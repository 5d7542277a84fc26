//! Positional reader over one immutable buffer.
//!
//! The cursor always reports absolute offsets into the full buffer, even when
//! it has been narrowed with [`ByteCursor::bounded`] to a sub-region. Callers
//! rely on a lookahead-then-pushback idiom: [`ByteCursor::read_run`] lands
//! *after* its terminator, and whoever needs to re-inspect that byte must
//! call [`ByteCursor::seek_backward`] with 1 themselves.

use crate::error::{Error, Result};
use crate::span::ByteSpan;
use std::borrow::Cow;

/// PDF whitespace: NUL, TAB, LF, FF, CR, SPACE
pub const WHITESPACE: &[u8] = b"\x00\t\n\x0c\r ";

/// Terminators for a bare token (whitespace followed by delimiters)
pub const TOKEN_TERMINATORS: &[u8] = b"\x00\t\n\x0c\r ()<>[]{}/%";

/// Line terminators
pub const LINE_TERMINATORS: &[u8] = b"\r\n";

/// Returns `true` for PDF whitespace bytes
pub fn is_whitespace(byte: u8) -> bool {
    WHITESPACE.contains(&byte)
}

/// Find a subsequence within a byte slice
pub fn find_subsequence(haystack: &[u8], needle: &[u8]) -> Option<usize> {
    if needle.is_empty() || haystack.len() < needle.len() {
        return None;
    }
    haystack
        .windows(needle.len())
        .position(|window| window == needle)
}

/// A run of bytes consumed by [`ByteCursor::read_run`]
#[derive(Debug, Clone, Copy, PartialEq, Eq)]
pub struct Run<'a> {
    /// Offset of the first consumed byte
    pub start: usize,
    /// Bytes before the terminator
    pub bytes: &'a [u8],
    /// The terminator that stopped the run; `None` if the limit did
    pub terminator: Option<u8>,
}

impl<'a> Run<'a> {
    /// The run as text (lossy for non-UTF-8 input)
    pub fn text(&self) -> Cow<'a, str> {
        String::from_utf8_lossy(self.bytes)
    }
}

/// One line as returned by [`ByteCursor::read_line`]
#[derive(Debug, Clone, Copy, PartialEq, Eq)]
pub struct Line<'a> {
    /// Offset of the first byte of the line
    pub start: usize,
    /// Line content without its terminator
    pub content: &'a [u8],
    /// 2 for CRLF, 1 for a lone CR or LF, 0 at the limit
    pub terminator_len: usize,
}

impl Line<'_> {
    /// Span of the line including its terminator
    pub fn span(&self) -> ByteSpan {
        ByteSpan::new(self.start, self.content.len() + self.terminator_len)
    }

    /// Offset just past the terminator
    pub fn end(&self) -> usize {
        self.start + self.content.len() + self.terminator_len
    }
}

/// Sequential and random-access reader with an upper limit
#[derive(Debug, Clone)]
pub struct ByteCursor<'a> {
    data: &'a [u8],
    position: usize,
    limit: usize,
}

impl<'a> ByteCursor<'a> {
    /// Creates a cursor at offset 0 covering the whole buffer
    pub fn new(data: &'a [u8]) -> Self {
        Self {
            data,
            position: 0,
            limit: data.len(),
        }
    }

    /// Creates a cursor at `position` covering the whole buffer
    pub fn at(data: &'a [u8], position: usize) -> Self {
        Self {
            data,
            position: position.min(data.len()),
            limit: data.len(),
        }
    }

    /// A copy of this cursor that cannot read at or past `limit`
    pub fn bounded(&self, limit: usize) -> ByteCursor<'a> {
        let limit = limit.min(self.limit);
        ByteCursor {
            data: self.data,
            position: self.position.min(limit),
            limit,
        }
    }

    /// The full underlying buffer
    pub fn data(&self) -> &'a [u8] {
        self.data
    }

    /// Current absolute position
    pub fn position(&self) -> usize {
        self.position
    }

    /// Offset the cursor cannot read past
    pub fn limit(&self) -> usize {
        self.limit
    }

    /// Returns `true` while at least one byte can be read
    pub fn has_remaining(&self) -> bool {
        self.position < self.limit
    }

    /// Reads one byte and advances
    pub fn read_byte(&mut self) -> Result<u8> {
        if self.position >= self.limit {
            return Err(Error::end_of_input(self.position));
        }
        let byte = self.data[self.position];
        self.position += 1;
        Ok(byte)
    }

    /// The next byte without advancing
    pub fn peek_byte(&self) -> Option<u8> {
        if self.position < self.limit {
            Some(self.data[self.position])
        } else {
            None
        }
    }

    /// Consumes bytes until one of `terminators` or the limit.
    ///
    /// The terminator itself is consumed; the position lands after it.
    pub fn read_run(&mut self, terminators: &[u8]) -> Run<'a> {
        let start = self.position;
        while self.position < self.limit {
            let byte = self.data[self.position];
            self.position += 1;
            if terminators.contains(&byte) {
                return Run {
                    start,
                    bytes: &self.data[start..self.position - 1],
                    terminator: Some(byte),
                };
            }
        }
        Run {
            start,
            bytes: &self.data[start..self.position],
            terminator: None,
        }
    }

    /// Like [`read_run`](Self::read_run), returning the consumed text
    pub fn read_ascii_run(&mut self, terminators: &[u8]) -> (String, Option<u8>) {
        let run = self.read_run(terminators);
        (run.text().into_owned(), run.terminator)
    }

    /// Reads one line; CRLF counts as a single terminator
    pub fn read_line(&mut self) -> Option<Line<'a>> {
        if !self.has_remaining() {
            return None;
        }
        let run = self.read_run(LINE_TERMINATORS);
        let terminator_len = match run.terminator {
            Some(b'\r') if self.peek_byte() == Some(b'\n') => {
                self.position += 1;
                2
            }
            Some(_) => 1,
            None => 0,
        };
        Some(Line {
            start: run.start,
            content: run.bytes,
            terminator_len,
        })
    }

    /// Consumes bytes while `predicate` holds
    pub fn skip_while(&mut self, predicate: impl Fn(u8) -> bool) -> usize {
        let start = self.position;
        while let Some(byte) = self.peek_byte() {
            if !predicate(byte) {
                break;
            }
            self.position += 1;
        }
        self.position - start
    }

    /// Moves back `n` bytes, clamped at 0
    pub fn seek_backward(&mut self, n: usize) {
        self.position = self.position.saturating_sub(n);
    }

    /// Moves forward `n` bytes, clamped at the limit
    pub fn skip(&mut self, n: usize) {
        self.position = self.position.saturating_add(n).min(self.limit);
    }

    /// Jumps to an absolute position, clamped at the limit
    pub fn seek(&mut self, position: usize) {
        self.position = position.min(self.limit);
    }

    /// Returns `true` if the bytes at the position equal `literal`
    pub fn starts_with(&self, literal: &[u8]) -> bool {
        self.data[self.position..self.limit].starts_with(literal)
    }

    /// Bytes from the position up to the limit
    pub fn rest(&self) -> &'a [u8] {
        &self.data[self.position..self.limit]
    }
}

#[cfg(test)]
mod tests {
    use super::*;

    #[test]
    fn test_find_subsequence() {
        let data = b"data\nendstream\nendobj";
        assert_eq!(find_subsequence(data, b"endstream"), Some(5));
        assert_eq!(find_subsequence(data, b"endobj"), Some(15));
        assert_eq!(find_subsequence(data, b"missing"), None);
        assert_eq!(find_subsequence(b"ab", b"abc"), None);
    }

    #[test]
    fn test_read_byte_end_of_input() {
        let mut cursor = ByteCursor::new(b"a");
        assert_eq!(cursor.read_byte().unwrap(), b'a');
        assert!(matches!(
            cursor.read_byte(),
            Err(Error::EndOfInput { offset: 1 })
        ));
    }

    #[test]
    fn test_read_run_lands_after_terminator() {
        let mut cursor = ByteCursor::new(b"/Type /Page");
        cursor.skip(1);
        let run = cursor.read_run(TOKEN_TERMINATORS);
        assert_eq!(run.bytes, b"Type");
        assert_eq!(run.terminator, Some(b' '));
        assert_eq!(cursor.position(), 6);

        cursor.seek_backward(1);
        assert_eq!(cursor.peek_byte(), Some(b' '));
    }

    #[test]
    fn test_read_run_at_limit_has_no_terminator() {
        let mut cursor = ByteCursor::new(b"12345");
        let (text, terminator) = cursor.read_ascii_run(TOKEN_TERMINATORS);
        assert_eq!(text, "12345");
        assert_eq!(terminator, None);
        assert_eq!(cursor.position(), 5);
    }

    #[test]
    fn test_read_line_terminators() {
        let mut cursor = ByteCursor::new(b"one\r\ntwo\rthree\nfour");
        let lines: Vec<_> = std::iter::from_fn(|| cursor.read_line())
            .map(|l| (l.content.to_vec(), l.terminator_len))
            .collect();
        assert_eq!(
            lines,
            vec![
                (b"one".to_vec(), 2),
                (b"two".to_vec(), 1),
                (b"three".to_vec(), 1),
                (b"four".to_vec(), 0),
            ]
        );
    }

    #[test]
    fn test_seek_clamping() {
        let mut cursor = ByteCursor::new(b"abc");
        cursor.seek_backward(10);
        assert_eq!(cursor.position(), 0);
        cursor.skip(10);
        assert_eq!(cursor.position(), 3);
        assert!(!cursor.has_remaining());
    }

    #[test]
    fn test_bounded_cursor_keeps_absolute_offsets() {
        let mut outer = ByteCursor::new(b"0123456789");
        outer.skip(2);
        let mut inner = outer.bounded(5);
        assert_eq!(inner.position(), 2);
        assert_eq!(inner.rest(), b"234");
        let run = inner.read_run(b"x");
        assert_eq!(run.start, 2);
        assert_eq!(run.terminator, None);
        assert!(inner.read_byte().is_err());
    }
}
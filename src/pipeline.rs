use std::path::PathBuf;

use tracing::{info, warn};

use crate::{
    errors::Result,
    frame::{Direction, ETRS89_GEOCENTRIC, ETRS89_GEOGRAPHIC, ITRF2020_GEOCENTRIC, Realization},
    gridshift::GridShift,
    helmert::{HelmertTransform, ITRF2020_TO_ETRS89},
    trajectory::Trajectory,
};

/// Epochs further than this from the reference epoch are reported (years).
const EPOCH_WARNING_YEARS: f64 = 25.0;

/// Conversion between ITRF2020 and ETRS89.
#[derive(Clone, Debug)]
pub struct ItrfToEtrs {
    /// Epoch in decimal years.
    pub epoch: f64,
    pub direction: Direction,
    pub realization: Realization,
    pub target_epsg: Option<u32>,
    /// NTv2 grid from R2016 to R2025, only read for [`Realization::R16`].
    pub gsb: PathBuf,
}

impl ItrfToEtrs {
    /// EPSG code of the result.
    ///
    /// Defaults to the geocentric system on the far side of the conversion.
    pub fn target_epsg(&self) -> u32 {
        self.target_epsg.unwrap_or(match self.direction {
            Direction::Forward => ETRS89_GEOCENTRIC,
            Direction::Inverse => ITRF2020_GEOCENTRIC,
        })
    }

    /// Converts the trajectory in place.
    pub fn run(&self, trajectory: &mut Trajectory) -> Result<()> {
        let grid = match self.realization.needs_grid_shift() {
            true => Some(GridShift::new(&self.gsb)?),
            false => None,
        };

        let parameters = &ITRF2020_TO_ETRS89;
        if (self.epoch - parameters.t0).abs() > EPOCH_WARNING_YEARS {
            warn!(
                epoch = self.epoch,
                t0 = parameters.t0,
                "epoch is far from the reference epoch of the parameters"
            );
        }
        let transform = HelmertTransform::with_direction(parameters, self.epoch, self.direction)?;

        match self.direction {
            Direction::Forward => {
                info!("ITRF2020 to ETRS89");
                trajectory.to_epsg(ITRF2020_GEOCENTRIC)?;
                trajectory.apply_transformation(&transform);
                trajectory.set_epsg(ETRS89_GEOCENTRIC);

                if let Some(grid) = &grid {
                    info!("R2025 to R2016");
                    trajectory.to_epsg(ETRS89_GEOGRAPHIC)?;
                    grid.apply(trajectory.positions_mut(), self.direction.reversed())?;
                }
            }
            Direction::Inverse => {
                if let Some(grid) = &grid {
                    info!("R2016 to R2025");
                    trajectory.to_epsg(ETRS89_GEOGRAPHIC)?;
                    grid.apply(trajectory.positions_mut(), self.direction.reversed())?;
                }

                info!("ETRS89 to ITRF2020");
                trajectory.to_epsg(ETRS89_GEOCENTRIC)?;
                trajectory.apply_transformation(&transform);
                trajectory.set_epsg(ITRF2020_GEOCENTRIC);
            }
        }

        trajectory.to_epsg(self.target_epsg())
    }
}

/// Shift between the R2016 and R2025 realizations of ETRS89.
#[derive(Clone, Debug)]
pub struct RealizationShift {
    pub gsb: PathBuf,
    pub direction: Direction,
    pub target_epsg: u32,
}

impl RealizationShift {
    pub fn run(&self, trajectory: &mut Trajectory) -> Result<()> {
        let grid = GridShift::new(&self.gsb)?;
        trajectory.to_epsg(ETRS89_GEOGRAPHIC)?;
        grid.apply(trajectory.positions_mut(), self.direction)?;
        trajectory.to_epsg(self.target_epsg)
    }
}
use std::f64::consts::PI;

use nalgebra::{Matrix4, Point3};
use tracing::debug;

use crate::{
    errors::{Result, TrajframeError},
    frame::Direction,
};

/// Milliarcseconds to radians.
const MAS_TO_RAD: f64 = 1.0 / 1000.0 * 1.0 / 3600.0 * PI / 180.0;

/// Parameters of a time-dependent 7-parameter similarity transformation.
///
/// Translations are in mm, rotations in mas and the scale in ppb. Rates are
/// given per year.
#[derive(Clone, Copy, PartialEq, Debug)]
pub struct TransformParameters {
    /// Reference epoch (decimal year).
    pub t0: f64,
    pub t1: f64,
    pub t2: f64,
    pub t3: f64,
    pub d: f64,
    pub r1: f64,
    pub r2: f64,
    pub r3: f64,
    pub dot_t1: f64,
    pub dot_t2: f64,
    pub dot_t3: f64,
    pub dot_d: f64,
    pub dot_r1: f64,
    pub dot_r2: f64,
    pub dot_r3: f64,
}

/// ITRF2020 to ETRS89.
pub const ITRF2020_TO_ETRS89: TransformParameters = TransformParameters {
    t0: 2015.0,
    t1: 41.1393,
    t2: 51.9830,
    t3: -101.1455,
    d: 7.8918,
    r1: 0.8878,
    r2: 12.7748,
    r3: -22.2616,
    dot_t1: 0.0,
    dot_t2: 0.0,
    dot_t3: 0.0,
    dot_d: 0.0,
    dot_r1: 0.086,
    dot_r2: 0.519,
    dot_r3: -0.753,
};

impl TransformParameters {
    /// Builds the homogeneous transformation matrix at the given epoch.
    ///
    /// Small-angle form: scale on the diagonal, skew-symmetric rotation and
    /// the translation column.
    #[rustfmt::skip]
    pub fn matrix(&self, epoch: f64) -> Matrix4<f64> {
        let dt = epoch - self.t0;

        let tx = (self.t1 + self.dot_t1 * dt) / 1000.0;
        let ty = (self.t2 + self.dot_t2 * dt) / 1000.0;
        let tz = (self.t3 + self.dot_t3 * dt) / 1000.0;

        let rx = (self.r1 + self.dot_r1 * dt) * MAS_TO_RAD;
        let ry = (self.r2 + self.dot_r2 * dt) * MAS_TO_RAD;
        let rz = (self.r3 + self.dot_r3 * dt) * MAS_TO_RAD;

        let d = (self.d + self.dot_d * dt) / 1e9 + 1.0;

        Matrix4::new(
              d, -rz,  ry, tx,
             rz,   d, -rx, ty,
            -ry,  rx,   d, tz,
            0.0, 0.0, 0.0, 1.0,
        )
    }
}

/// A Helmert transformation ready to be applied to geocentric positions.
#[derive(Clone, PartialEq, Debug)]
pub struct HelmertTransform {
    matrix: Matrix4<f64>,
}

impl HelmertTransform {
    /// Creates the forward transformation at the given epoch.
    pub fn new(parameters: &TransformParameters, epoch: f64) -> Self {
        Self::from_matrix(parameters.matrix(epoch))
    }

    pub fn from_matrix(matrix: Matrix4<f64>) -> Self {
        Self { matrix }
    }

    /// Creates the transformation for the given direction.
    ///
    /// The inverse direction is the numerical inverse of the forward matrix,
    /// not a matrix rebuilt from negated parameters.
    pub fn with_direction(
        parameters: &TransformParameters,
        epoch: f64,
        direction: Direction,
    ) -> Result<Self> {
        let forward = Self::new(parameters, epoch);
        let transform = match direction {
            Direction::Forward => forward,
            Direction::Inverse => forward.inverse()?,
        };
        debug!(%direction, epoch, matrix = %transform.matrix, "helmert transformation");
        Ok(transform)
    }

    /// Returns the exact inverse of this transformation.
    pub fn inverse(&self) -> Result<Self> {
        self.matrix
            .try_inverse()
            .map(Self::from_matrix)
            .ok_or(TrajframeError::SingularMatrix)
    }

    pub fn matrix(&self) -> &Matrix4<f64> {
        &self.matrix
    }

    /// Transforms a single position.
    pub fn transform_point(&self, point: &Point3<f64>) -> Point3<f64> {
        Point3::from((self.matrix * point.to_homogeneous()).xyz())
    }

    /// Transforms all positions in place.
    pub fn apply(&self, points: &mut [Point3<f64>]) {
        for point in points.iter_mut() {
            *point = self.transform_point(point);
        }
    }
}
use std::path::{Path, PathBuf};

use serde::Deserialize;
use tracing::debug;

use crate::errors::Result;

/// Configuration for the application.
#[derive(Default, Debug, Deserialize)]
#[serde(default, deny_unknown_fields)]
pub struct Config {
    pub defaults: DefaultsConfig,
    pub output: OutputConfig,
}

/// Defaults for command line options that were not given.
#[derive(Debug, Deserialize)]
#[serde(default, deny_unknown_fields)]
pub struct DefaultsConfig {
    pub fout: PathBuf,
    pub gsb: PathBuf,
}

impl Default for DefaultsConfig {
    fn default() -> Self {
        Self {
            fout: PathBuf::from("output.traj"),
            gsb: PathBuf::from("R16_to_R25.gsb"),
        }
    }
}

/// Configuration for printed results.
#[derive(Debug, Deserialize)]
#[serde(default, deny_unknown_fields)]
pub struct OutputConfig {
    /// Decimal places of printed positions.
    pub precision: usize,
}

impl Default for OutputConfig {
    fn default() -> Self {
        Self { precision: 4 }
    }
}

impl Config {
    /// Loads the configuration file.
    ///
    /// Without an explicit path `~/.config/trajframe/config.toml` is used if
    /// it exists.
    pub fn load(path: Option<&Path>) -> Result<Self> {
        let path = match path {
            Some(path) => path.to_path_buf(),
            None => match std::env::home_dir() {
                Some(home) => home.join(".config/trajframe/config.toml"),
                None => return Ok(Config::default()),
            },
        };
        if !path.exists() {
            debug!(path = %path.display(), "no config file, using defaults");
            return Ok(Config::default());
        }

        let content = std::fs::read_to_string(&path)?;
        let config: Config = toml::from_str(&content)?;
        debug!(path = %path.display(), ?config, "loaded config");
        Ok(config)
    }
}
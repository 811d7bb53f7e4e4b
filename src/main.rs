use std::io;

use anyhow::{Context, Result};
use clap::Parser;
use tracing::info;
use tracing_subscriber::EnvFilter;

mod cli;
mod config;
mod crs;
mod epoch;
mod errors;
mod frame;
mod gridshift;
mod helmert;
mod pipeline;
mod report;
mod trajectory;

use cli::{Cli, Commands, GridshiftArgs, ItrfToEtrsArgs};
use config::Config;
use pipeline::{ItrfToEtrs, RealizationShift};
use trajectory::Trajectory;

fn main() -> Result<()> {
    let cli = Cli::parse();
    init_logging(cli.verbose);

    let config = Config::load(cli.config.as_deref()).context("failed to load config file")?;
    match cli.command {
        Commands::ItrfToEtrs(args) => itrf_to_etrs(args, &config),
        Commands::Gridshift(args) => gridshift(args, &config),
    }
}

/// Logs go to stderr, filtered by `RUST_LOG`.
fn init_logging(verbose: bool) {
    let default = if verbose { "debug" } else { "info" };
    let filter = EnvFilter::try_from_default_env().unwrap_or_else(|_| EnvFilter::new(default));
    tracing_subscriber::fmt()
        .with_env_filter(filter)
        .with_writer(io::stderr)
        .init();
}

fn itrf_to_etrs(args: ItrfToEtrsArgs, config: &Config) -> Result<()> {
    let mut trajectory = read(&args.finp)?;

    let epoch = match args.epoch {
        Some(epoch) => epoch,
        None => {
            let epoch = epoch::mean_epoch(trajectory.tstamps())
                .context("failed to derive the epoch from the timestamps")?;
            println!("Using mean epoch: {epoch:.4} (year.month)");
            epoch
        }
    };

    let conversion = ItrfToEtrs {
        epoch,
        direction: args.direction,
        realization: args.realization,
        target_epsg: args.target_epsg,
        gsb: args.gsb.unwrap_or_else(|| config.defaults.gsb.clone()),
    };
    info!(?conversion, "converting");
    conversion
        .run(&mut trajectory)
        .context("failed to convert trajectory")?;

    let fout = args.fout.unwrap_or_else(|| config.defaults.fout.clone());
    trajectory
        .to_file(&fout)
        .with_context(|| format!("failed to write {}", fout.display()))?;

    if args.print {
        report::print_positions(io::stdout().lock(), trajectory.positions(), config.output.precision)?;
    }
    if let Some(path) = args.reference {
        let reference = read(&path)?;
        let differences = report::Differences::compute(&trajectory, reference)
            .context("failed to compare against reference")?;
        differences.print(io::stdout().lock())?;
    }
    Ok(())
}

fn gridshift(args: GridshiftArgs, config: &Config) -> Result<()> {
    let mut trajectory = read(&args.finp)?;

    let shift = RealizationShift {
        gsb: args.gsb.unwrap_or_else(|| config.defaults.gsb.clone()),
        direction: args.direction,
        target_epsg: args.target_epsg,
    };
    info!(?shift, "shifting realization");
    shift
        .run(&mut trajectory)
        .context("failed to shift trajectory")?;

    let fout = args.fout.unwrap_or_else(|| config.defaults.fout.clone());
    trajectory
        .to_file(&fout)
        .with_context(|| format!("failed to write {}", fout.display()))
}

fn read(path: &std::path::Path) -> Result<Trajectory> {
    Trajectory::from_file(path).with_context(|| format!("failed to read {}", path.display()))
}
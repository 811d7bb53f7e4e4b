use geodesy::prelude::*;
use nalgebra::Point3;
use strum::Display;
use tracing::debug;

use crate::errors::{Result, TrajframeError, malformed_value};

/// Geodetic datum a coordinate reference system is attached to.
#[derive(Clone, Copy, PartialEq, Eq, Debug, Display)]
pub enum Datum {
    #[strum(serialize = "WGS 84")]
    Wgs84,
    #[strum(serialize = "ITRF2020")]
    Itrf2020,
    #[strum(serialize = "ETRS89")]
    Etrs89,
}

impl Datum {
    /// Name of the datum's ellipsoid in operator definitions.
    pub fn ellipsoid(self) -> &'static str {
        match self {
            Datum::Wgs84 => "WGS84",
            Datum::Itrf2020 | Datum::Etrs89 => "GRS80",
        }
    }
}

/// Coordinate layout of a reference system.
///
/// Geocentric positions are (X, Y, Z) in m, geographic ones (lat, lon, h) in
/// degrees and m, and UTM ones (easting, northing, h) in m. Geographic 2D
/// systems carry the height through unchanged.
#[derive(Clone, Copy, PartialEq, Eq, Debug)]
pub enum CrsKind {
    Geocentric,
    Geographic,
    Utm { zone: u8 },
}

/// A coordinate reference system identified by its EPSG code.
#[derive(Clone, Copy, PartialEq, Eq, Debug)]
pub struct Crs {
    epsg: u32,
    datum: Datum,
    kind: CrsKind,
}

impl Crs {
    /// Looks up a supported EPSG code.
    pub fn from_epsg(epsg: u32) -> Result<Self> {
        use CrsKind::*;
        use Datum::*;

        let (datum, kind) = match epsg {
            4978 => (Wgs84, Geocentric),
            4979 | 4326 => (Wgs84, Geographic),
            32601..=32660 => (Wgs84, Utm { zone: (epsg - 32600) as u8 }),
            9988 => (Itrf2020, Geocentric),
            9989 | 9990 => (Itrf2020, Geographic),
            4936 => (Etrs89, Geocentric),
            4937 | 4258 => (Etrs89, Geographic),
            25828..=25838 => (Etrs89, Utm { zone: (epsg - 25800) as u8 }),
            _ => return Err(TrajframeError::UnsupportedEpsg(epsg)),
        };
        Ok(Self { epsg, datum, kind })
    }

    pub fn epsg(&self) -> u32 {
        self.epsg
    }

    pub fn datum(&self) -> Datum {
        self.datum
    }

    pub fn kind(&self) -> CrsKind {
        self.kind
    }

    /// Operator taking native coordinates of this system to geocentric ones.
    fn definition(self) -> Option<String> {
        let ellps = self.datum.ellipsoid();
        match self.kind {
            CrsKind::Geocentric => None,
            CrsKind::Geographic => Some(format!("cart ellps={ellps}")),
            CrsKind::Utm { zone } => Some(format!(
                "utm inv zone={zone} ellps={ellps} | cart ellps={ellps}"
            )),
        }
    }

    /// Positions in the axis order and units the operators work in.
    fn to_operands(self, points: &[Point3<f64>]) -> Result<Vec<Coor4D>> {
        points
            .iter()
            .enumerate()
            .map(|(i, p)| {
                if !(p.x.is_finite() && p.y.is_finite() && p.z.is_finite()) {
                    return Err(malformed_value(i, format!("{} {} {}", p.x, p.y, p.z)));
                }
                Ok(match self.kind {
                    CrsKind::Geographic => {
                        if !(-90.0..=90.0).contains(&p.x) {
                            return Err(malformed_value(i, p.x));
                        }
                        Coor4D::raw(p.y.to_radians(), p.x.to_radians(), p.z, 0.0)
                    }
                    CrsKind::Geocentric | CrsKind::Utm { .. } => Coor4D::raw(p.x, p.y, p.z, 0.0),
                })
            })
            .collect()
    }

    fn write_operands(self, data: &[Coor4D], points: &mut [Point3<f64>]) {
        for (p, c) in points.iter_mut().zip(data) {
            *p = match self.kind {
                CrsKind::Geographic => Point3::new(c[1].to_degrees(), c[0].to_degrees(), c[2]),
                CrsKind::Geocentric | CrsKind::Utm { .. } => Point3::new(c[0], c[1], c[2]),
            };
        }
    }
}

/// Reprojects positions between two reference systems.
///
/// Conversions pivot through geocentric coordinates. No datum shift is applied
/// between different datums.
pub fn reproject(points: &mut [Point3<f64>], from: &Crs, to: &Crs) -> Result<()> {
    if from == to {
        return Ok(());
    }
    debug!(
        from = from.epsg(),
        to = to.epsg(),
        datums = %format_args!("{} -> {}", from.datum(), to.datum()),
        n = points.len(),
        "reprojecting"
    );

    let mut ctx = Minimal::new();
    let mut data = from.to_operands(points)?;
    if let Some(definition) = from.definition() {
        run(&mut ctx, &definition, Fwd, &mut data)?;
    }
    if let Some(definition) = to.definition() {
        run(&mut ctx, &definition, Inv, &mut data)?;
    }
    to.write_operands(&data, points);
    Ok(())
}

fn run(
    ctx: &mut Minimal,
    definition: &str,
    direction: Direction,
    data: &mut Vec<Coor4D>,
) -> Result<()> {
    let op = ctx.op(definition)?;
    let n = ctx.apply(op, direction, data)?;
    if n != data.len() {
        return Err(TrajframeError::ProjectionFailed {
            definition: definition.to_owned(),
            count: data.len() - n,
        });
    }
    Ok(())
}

:::::

REQUIREMENT:
Would you please return every line in the listing where "OutputConfig" shows up?

TASK OUTPUT:
    pub output: OutputConfig,
pub struct OutputConfig {
impl Default for OutputConfig {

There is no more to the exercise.